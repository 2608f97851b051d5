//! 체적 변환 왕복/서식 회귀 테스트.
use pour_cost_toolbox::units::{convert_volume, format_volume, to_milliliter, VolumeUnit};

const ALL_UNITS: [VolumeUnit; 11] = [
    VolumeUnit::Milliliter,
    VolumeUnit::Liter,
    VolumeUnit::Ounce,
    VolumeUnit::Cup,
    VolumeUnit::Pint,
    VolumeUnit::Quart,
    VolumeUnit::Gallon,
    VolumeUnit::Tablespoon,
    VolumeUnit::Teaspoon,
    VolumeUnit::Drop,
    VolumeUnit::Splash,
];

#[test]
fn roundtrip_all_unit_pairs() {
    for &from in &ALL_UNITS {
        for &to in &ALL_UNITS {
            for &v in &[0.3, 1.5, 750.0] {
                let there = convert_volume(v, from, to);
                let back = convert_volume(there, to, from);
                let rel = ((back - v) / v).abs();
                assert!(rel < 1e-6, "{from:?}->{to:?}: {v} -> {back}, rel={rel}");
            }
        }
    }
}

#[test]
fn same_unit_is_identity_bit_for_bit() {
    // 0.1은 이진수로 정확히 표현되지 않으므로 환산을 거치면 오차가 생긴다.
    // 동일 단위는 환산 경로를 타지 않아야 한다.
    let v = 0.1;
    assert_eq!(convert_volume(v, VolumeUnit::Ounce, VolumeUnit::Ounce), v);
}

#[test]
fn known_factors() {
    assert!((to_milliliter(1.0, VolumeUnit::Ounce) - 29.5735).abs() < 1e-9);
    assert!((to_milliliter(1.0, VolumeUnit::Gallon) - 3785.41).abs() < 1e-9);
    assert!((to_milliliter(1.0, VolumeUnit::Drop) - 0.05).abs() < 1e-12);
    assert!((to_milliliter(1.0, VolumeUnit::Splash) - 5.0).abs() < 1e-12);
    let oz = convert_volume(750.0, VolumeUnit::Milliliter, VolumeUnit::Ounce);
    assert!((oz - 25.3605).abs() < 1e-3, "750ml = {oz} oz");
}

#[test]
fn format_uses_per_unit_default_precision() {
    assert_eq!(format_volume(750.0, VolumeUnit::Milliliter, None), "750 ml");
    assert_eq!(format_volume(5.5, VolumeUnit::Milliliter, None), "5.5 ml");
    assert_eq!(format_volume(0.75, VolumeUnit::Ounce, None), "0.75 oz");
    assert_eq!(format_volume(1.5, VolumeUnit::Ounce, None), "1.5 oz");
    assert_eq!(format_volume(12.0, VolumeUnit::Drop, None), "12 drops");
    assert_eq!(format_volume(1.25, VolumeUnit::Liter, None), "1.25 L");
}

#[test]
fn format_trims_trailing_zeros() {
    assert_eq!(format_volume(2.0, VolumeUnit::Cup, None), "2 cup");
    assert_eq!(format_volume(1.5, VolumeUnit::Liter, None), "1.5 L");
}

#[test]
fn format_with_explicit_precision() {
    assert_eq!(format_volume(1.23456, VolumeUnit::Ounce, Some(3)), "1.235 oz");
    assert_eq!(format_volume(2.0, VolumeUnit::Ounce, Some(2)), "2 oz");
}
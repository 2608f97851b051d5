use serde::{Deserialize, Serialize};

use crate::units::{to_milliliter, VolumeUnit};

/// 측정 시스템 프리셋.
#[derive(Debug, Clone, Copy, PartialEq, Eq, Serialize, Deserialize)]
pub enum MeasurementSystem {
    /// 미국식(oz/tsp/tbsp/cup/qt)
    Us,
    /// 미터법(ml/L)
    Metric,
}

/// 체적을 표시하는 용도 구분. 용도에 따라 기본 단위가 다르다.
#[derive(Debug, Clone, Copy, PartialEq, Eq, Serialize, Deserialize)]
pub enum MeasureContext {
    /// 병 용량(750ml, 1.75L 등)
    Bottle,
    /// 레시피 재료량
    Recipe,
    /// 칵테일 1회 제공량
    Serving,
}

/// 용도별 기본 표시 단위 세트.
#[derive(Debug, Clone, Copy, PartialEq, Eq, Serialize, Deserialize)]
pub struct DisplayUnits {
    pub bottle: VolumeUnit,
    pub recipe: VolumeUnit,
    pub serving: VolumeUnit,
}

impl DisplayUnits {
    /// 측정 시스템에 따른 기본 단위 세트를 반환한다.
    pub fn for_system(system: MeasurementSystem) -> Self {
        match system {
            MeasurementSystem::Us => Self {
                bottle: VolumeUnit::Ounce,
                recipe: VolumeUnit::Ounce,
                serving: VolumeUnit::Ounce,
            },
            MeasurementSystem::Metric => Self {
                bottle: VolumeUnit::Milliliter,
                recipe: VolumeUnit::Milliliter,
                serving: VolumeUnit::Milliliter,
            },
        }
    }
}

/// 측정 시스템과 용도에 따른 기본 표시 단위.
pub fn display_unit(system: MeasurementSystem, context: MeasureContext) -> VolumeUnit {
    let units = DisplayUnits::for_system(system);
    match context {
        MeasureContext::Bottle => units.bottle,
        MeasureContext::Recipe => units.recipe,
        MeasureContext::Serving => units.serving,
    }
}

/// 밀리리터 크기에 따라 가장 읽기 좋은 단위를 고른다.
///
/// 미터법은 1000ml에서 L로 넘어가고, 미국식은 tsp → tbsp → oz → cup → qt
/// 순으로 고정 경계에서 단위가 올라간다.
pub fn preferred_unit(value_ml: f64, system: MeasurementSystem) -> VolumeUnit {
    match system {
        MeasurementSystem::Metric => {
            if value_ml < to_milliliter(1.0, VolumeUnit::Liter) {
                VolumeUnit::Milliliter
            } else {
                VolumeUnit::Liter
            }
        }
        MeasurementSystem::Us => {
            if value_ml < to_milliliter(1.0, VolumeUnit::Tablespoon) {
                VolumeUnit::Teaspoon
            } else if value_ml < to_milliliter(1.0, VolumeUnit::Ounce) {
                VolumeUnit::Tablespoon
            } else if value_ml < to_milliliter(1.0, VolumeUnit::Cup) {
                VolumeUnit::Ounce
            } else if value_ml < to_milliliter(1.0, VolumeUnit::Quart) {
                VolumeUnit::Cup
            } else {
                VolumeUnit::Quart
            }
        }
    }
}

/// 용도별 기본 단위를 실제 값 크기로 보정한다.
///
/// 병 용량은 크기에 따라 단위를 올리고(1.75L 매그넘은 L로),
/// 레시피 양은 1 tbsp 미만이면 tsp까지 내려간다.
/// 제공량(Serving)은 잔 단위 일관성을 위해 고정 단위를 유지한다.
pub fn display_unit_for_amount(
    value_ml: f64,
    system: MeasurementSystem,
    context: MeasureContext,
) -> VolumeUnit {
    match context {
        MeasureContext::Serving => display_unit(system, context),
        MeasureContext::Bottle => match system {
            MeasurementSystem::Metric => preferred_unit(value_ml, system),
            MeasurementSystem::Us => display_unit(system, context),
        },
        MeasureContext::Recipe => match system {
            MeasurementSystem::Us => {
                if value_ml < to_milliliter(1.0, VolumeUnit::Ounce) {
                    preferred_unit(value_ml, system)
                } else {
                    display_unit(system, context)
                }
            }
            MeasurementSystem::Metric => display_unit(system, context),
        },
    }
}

Task -
In the entries above, please find the line with "let rel = ((back" and the line with "assert!((to_milliliter(1.0, VolumeUnit::Ounce) - 29.5735).abs()", then write out exactly those two lines and every line between them, and nothing more.

Completed task -
                let rel = ((back - v) / v).abs();
                assert!(rel < 1e-6, "{from:?}->{to:?}: {v} -> {back}, rel={rel}");
            }
        }
    }
}

#[test]
fn same_unit_is_identity_bit_for_bit() {
    // 0.1은 이진수로 정확히 표현되지 않으므로 환산을 거치면 오차가 생긴다.
    // 동일 단위는 환산 경로를 타지 않아야 한다.
    let v = 0.1;
    assert_eq!(convert_volume(v, VolumeUnit::Ounce, VolumeUnit::Ounce), v);
}

#[test]
fn known_factors() {
    assert!((to_milliliter(1.0, VolumeUnit::Ounce) - 29.5735).abs() < 1e-9);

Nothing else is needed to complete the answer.